Register: words in brief

Long-legged, four-footed mammals usually move in a direct register walk or trot, hind feet stepping perfectly in the tracks left by the front, imprinting a long, almost straight line that thrills me every time I see it, especially on a wide expanse of clean snow. I’ve learned that it’s important to respect the tracks of animals, that these hold a piece of their spirit, and sometimes, if we’re trailing close behind, a little of their living warmth. I love finding squirrel, raccoon and pigeon tracks in city sidewalks, set in concrete: a gift, a reminder of what can’t be tamed. My younger son and I, rushing somewhere the other day, step directly in a patched square of sidewalk, still setting, leaving our boot prints firmly behind. The next day snow covers our tracks, but I know we’ll encounter them again in spring: I somewhat embarrassed by our carelessness, he beyond thrilled to be thus memorialized.

From 100 Words: The Beauty of Brevity. Word prompt: register.

Backward: words in brief

This afternoon I spent hours wrestling with 400-pound fishing line in front of the wood-stove at my parents’ house, finishing off the first pair of snowshoes I’ve ever woven.

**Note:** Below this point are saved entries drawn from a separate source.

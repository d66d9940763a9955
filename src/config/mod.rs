//! Configuration for the filter compiler.
//!
//! Resources are described in a TOML file, with support for environment
//! variable interpolation using `${VAR_NAME}` syntax.
//!
//! # Example
//!
//! ```toml
//! [observability.logging]
//! level = "debug"
//!
//! [resources.users]
//! table = "${SCIM_SCHEMA}.users"
//! joins = ["LEFT JOIN emails ON emails.user_id = users.id"]
//! placeholder = "dollar"
//!
//! [resources.users.attributes]
//! userName = "users.username"
//! "emails.value" = "emails.value"
//! ```

mod observability;

use std::{collections::BTreeMap, path::Path, sync::LazyLock};

pub use observability::*;
use regex::Regex;
use serde::{Deserialize, Serialize};

use crate::scim::{
    AttributeMap, FilterCompiler, FilterParseError, FilterToSqlError, PlaceholderStyle,
    ScimErrorResponse, SelectQuery, TranslateOptions,
};

/// Root configuration.
///
/// Only `resources` is required; every other section has defaults.
#[derive(Debug, Clone, Serialize, Deserialize)]
#[cfg_attr(feature = "json-schema", derive(schemars::JsonSchema))]
#[serde(deny_unknown_fields)]
pub struct CompilerConfig {
    /// Observability configuration (logging).
    #[serde(default)]
    pub observability: ObservabilityConfig,

    /// Queryable resources keyed by name (e.g. "users", "groups").
    #[serde(default)]
    pub resources: BTreeMap<String, ResourceConfig>,
}

impl CompilerConfig {
    /// Load configuration from a TOML file.
    ///
    /// Environment variables in the format `${VAR_NAME}` are expanded.
    /// Missing required variables will cause an error.
    pub fn from_file(path: impl AsRef<Path>) -> Result<Self, ConfigError> {
        let contents = std::fs::read_to_string(path.as_ref())
            .map_err(|e| ConfigError::Io(e, path.as_ref().to_path_buf()))?;

        Self::from_str(&contents)
    }

    /// Parse configuration from a TOML string.
    #[allow(clippy::should_implement_trait)]
    pub fn from_str(contents: &str) -> Result<Self, ConfigError> {
        let expanded = expand_env_vars(contents)?;

        let config: CompilerConfig = toml::from_str(&expanded)?;

        config.validate()?;

        Ok(config)
    }

    /// Validate the configuration for consistency and completeness.
    fn validate(&self) -> Result<(), ConfigError> {
        if self.resources.is_empty() {
            return Err(ConfigError::Validation(
                "At least one [resources.<name>] section is required".to_string(),
            ));
        }

        for (name, resource) in &self.resources {
            resource
                .validate()
                .map_err(|msg| ConfigError::Validation(format!("resources.{}: {}", name, msg)))?;
        }

        Ok(())
    }

    /// Look up a resource by name.
    pub fn resource(&self, name: &str) -> Result<&ResourceConfig, ConfigError> {
        self.resources
            .get(name)
            .ok_or_else(|| ConfigError::UnknownResource(name.to_string()))
    }

    #[cfg(feature = "json-schema")]
    pub fn json_schema() -> schemars::schema::RootSchema {
        schemars::schema_for!(CompilerConfig)
    }
}

/// A single queryable resource: base table, joins and attribute mapping.
#[derive(Debug, Clone, Serialize, Deserialize)]
#[cfg_attr(feature = "json-schema", derive(schemars::JsonSchema))]
#[serde(deny_unknown_fields)]
pub struct ResourceConfig {
    /// Base table for `SELECT * FROM <table>`.
    pub table: String,

    /// JOIN clauses appended verbatim, in order.
    #[serde(default)]
    pub joins: Vec<String>,

    /// SCIM attribute path → SQL column.
    #[serde(default)]
    pub attributes: AttributeMap,

    /// Placeholder style for the rendered SQL.
    #[serde(default)]
    pub placeholder: PlaceholderStyle,

    /// Escape `%`, `_` and `\` in `co`/`sw`/`ew` values.
    #[serde(default)]
    pub escape_like: bool,
}

impl ResourceConfig {
    fn validate(&self) -> Result<(), String> {
        if self.table.trim().is_empty() {
            return Err("table must not be empty".to_string());
        }
        if self.attributes.is_empty() {
            return Err("at least one attribute mapping is required".to_string());
        }
        for (path, column) in self.attributes.iter() {
            if path.trim().is_empty() {
                return Err("attribute paths must not be empty".to_string());
            }
            if column.trim().is_empty() {
                return Err(format!("attribute '{}' maps to an empty column", path));
            }
            // Dollar numbering rewrites every '?' in the WHERE text
            if self.placeholder == PlaceholderStyle::Dollar && column.contains('?') {
                return Err(format!(
                    "attribute '{}' maps to a column containing '?', which cannot be used with dollar placeholders",
                    path
                ));
            }
        }
        if let Some(pos) = self.joins.iter().position(|j| j.trim().is_empty()) {
            return Err(format!("joins[{}] must not be empty", pos));
        }
        Ok(())
    }

    pub fn translate_options(&self) -> TranslateOptions {
        TranslateOptions {
            escape_like: self.escape_like,
        }
    }

    /// Parse and compile a raw filter against this resource.
    pub fn compile(&self, raw_filter: &str) -> Result<SelectQuery, CompileError> {
        let compiler = FilterCompiler::new(raw_filter)?.with_options(self.translate_options());
        Ok(compiler.to_query(&self.attributes, &self.table, &self.joins)?)
    }

    /// Parse, compile and render a raw filter with this resource's placeholder style.
    pub fn render(&self, raw_filter: &str) -> Result<(String, Vec<String>), CompileError> {
        Ok(self.compile(raw_filter)?.to_sql_with(self.placeholder, 1))
    }
}

/// Failure to compile a filter for a configured resource.
#[derive(Debug, thiserror::Error)]
pub enum CompileError {
    #[error("Invalid filter: {0}")]
    Parse(#[from] FilterParseError),

    #[error(transparent)]
    Translate(#[from] FilterToSqlError),
}

impl From<CompileError> for ScimErrorResponse {
    fn from(err: CompileError) -> Self {
        match err {
            CompileError::Parse(e) => e.into(),
            CompileError::Translate(e) => e.into(),
        }
    }
}

#[derive(Debug, thiserror::Error)]
pub enum ConfigError {
    #[error("Failed to read config file {1}: {0}")]
    Io(std::io::Error, std::path::PathBuf),

    #[error("Failed to parse config: {0}")]
    Parse(#[from] toml::de::Error),

    #[error("Environment variable not found: {0}")]
    EnvVarNotFound(String),

    #[error("Configuration validation error: {0}")]
    Validation(String),

    #[error("Unknown resource: '{0}'")]
    UnknownResource(String),
}

static ENV_VAR_RE: LazyLock<Regex> =
    LazyLock::new(|| Regex::new(r"\$\{([^}]+)\}").expect("valid env var regex"));

/// Expand `${VAR}` references. References after a `#` on the same line are
/// left untouched.
fn expand_env_vars(input: &str) -> Result<String, ConfigError> {
    let mut result = String::with_capacity(input.len());

    for line in input.lines() {
        let comment_pos = line.find('#');

        let mut last_end = 0;
        for cap in ENV_VAR_RE.captures_iter(line) {
            let Some(whole) = cap.get(0) else {
                continue;
            };

            // Skip if this variable is inside a comment
            if let Some(pos) = comment_pos
                && whole.start() >= pos
            {
                continue;
            }

            result.push_str(&line[last_end..whole.start()]);

            let var_name = &cap[1];
            let value = std::env::var(var_name)
                .map_err(|_| ConfigError::EnvVarNotFound(var_name.to_string()))?;
            result.push_str(&value);

            last_end = whole.end();
        }

        result.push_str(&line[last_end..]);
        result.push('\n');
    }

    // Remove trailing newline if input didn't have one
    if !input.ends_with('\n') {
        result.pop();
    }

    Ok(result)
}
//! SELECT query assembly.
//!
//! A [`SelectQuery`] combines a base table, caller-supplied JOIN clauses and
//! an optional [`SqlFilter`] into `SELECT * FROM <table> [<join> ...] [WHERE
//! <clause>]`. Join clauses are trusted, pre-validated SQL and are emitted
//! verbatim in the order they were added.

use serde::{Deserialize, Serialize};

use super::filter_to_sql::SqlFilter;

/// How bind placeholders are written in the final SQL text.
#[derive(Debug, Clone, Copy, Default, PartialEq, Eq, Serialize, Deserialize)]
#[cfg_attr(feature = "json-schema", derive(schemars::JsonSchema))]
#[serde(rename_all = "snake_case")]
pub enum PlaceholderStyle {
    /// Positional `?` (SQLite, MySQL).
    #[default]
    Question,
    /// Numbered `$1`, `$2`, ... (PostgreSQL).
    Dollar,
}

/// Rewrite `?` placeholders as `$N`, numbering from `first_index`.
///
/// Every `?` in `clause` is treated as a placeholder, so the column references
/// inside it must not contain a literal `?`.
pub fn number_placeholders(clause: &str, first_index: usize) -> String {
    let mut numbered = String::with_capacity(clause.len() + 8);
    let mut param_idx = first_index;
    for ch in clause.chars() {
        if ch == '?' {
            numbered.push('$');
            numbered.push_str(&param_idx.to_string());
            param_idx += 1;
        } else {
            numbered.push(ch);
        }
    }
    numbered
}

/// A compiled `SELECT` over one table.
#[derive(Debug, Clone, PartialEq, Eq, Serialize)]
pub struct SelectQuery {
    table: String,
    joins: Vec<String>,
    where_clause: String,
    bindings: Vec<String>,
}

impl SelectQuery {
    /// Start an unconditional `SELECT * FROM <table>`.
    pub fn new(table: impl Into<String>) -> Self {
        Self {
            table: table.into(),
            joins: Vec::new(),
            where_clause: String::new(),
            bindings: Vec::new(),
        }
    }

    /// Append a JOIN clause.
    pub fn join(mut self, clause: impl Into<String>) -> Self {
        self.joins.push(clause.into());
        self
    }

    /// Append JOIN clauses in iteration order.
    pub fn joins<I, S>(mut self, clauses: I) -> Self
    where
        I: IntoIterator<Item = S>,
        S: Into<String>,
    {
        self.joins.extend(clauses.into_iter().map(Into::into));
        self
    }

    /// Set the WHERE fragment. An empty fragment leaves the query unconditional.
    pub fn filter(mut self, filter: SqlFilter) -> Self {
        self.where_clause = filter.where_clause;
        self.bindings = filter.bindings;
        self
    }

    pub fn table(&self) -> &str {
        &self.table
    }

    pub fn join_clauses(&self) -> &[String] {
        &self.joins
    }

    pub fn where_clause(&self) -> &str {
        &self.where_clause
    }

    pub fn bindings(&self) -> &[String] {
        &self.bindings
    }

    /// Render with `?` placeholders.
    pub fn to_sql(&self) -> (String, Vec<String>) {
        self.to_sql_with(PlaceholderStyle::Question, 1)
    }

    /// Render with the given placeholder style. `first_index` is the number of
    /// the first `$N` placeholder and is ignored for `?`.
    pub fn to_sql_with(&self, style: PlaceholderStyle, first_index: usize) -> (String, Vec<String>) {
        let mut sql = format!("SELECT * FROM {}", self.table);

        for join in &self.joins {
            sql.push(' ');
            sql.push_str(join);
        }

        if !self.where_clause.is_empty() {
            sql.push_str(" WHERE ");
            match style {
                PlaceholderStyle::Question => sql.push_str(&self.where_clause),
                PlaceholderStyle::Dollar => {
                    sql.push_str(&number_placeholders(&self.where_clause, first_index))
                }
            }
        }

        (sql, self.bindings.clone())
    }
}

Many times as the line buckles and tangles and my fingers cramp I swear that it will certainly be the last. But at no point do I either scream or throw the snowshoes across the room, for which feat of self-possession I mentally pat myself on the back, both hands otherwise engaged. I weave in and clip off the last ends as the sun dips down behind the trees; I am determined to get out before dark. I loop the perimeter of my parents’ small property, snow powdery as icing sugar, gold light angling over the tall cedars, waxing gibbous moon hanging high overhead. It’s hard to move backward in snowshoes; they are a forward-looking means of locomotion, one foot sliding past the other, awkward and graceful both. Like small rafts floating through the snow, silently skimming the skin of it, they drift me ever towards the future, lightly.

From 100 Words: The Beauty of Brevity. Word prompt: backward. Day 93.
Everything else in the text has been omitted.